5.6.2.1 Kebijakan Sektoral
Analisis ini dilakukan untuk mengetahui kebijakan sektoral atau satuan kerja perangkat daerah SKPD apakah mendukung pengembangan wilayah
penelitian ini. Kebijakan yang akan diuji lebih terfokus pada pengembangan industri, pertanian, dan wisata.

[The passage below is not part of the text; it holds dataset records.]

fn booking_from_row(row: &PgRow) -> Result<Booking, StoreError> {
    let user_id: String = row.try_get("user_id")?;
    let ticket_count: i32 = row.try_get("ticket_count")?;
    let status: String = row.try_get("status")?;
    let booking_date: DateTime<Utc> = row.try_get("booking_date")?;

    Ok(Booking {
        id: row.try_get("id")?,
        user_id: UserId::new(user_id).map_err(|e| StoreError::Corrupt(e.to_string()))?,
        event_id: row.try_get("event_id")?,
        ticket_count: from_db_int(ticket_count, "ticket_count")?,
        status: status
            .parse::<BookingStatus>()
            .map_err(StoreError::Corrupt)?,
        total_price: row.try_get("total_price")?,
        booking_date,
        cancelled_at: row.try_get("cancelled_at")?,
        idempotency_key: row.try_get("idempotency_key")?,
    })
}
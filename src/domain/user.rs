//! User identity
//!
//! Users live in the external identity provider. This service only ever
//! sees the opaque subject string carried by the bearer token.

use serde::{Deserialize, Serialize};
use std::fmt;

use super::DomainError;

/// Opaque user identifier issued by the identity provider.
///
/// # Invariants
/// - Never empty
/// - No surrounding whitespace
#[derive(Debug, Clone, PartialEq, Eq, Hash, PartialOrd, Ord, Serialize, Deserialize)]
#[serde(try_from = "String", into = "String")]
pub struct UserId(String);

impl UserId {
    /// Create a UserId, rejecting blank values.
    pub fn new(value: impl Into<String>) -> Result<Self, DomainError> {
        let value = value.into();
        if value.trim().is_empty() || value.trim() != value {
            return Err(DomainError::InvalidUserId);
        }
        Ok(Self(value))
    }

    pub fn as_str(&self) -> &str {
        &self.0
    }
}

impl fmt::Display for UserId {
    fn fmt(&self, f: &mut fmt::Formatter<'_>) -> fmt::Result {
        f.write_str(&self.0)
    }
}

impl TryFrom<String> for UserId {
    type Error = DomainError;

    fn try_from(value: String) -> Result<Self, Self::Error> {
        UserId::new(value)
    }
}

impl From<UserId> for String {
    fn from(user_id: UserId) -> Self {
        user_id.0
    }
}
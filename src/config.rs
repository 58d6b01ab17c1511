//! Configuration module
//!
//! Loads configuration from environment variables.

use std::env;
use std::str::FromStr;
use std::time::Duration;

use rand::RngCore;
use rust_decimal::Decimal;

use crate::domain::{Price, MAX_CAPACITY};

/// Application configuration
#[derive(Clone)]
pub struct Config {
    /// Database connection URL; in-memory datastore when unset
    pub database_url: Option<String>,

    /// Maximum database connections in pool
    pub database_max_connections: u32,

    /// Server host
    pub host: String,

    /// Server port
    pub port: u16,

    /// Environment (development, production)
    pub environment: String,

    /// `pretty` or `json`
    pub log_format: LogFormat,

    /// Shared secret for bearer token signatures
    pub auth_token_secret: String,

    /// Per-ticket fee added to the event price
    pub service_fee: Decimal,

    /// Capacity for events created without one
    pub default_capacity: u32,

    pub request_timeout: Duration,

    /// Ledger reconciliation period; `None` disables the job
    pub reconcile_interval: Option<Duration>,
}

/// Log output format
#[derive(Debug, Clone, Copy, PartialEq, Eq)]
pub enum LogFormat {
    Pretty,
    Json,
}

impl FromStr for LogFormat {
    type Err = ();

    fn from_str(s: &str) -> Result<Self, Self::Err> {
        match s.to_ascii_lowercase().as_str() {
            "pretty" => Ok(LogFormat::Pretty),
            "json" => Ok(LogFormat::Json),
            _ => Err(()),
        }
    }
}

impl Config {
    /// Load configuration from environment variables
    pub fn from_env() -> Result<Self, ConfigError> {
        Self::from_lookup(|key| env::var(key).ok())
    }

    /// Load configuration from an arbitrary key lookup
    pub fn from_lookup<F>(lookup: F) -> Result<Self, ConfigError>
    where
        F: Fn(&str) -> Option<String>,
    {
        let database_url = lookup("DATABASE_URL").filter(|url| !url.trim().is_empty());

        let database_max_connections = parse_or(&lookup, "DATABASE_MAX_CONNECTIONS", 10)?;

        let host = lookup("HOST").unwrap_or_else(|| "127.0.0.1".to_string());

        let port = parse_or(&lookup, "PORT", 5002)?;

        let environment = lookup("ENVIRONMENT").unwrap_or_else(|| "development".to_string());

        let log_format = parse_or(&lookup, "LOG_FORMAT", LogFormat::Pretty)?;

        let auth_token_secret = match lookup("AUTH_TOKEN_SECRET").filter(|s| !s.is_empty()) {
            Some(secret) => secret,
            None if environment == "production" => {
                return Err(ConfigError::MissingEnv("AUTH_TOKEN_SECRET"));
            }
            None => {
                tracing::warn!(
                    "AUTH_TOKEN_SECRET not set; generated a random secret. Tokens will not survive a restart."
                );
                random_secret()
            }
        };

        let service_fee: Decimal = parse_or(&lookup, "SERVICE_FEE", Decimal::new(250, 2))?;
        // Same bounds as a ticket price, so totals fit the bookings column
        Price::new(service_fee).map_err(|_| ConfigError::InvalidValue("SERVICE_FEE"))?;

        let default_capacity: u32 = parse_or(&lookup, "DEFAULT_CAPACITY", 100)?;
        if default_capacity == 0 || default_capacity > MAX_CAPACITY {
            return Err(ConfigError::InvalidValue("DEFAULT_CAPACITY"));
        }

        let request_timeout_secs: u64 = parse_or(&lookup, "REQUEST_TIMEOUT_SECS", 30)?;
        if request_timeout_secs == 0 {
            return Err(ConfigError::InvalidValue("REQUEST_TIMEOUT_SECS"));
        }

        let reconcile_interval_secs: u64 = parse_or(&lookup, "RECONCILE_INTERVAL_SECS", 300)?;

        Ok(Self {
            database_url,
            database_max_connections,
            host,
            port,
            environment,
            log_format,
            auth_token_secret,
            service_fee,
            default_capacity,
            request_timeout: Duration::from_secs(request_timeout_secs),
            reconcile_interval: (reconcile_interval_secs > 0)
                .then(|| Duration::from_secs(reconcile_interval_secs)),
        })
    }

    /// Check if running in production
    pub fn is_production(&self) -> bool {
        self.environment == "production"
    }
}

// Keeps the secret and database credentials out of logs
impl std::fmt::Debug for Config {
    fn fmt(&self, f: &mut std::fmt::Formatter<'_>) -> std::fmt::Result {
        f.debug_struct("Config")
            .field("database_url", &self.database_url.as_ref().map(|_| "***"))
            .field("database_max_connections", &self.database_max_connections)
            .field("host", &self.host)
            .field("port", &self.port)
            .field("environment", &self.environment)
            .field("log_format", &self.log_format)
            .field("auth_token_secret", &"***")
            .field("service_fee", &self.service_fee)
            .field("default_capacity", &self.default_capacity)
            .field("request_timeout", &self.request_timeout)
            .field("reconcile_interval", &self.reconcile_interval)
            .finish()
    }
}

fn parse_or<F, T>(lookup: &F, key: &'static str, default: T) -> Result<T, ConfigError>
where
    F: Fn(&str) -> Option<String>,
    T: FromStr,
{
    match lookup(key) {
        Some(raw) => raw.trim().parse().map_err(|_| ConfigError::InvalidValue(key)),
        None => Ok(default),
    }
}

fn random_secret() -> String {
    let mut bytes = [0u8; 32];
    rand::thread_rng().fill_bytes(&mut bytes);
    hex::encode(bytes)
}

/// Configuration error types
#[derive(Debug, thiserror::Error)]
pub enum ConfigError {
    #[error("Missing environment variable: {0}")]
    MissingEnv(&'static str),

    #[error("Invalid value for environment variable: {0}")]
    InvalidValue(&'static str),
}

Hasil principal component analysis serta hasil pengganda dan keterkaitan Input-Output menjelaskan bahwa meningkatnya output justru meningkatkan
sektor hilir. Sektor hulu tidak terkait dengan sektor hilir sehingga kemungkinan terjadinya kebocoran wilayah sangat besar. Sektor yang paling potensial
menghasilkan kebocoran adalah sektor industri pengolahan. Dari analisis indeks Theil
ditemukan bahwa sektor industri pengolahan menyebabkan ketimpangan. Dengan demikian perlu ada keterkaitan antara sektor hulu dan hilir; sektor hulu
potensial Kabupaten Bandung Barat adalah pertanian dan daya tarik alam. Dengan demikian perlu ada kebijakan yang mendukung keterkaitkan antara industri
dengan pertanian dan daya tarik alam. Dari 3 SKPD terkait hanya Rencana Strategis Dinas Perindustrian,
Perdagangan, Koperasi, dan Penanam Modal Disperindagkopdal yang mempunyai program keterkaitan hulu-hilir, meskipun tidak dispesifikkan sektor
hulu apa yang menjadi prioritas. Adapun Dinas Pertanian, Perkebunan, Peternakan, dan Perikanan DP4 serta Dinas Perhubungan, Pariwisata,
Komunikasi, dan Informasi Dishubparkominfo tidak mempunyai program seperti keterkaitan hulu-hilir. Padahal pengembangan sektor pertanian dan wisata
memerlukan sektor industri untuk meningkatkan nilai tambah; begitupun dengan sektor industri perlu dikaitkan dengan sektor pertanian dan wisata untuk
mengurangi dampak ketimpangannya. Dengan demikian, isu keterkaitan industri dengan pertanian dan wisata tidak menjadi arus utama SKPD.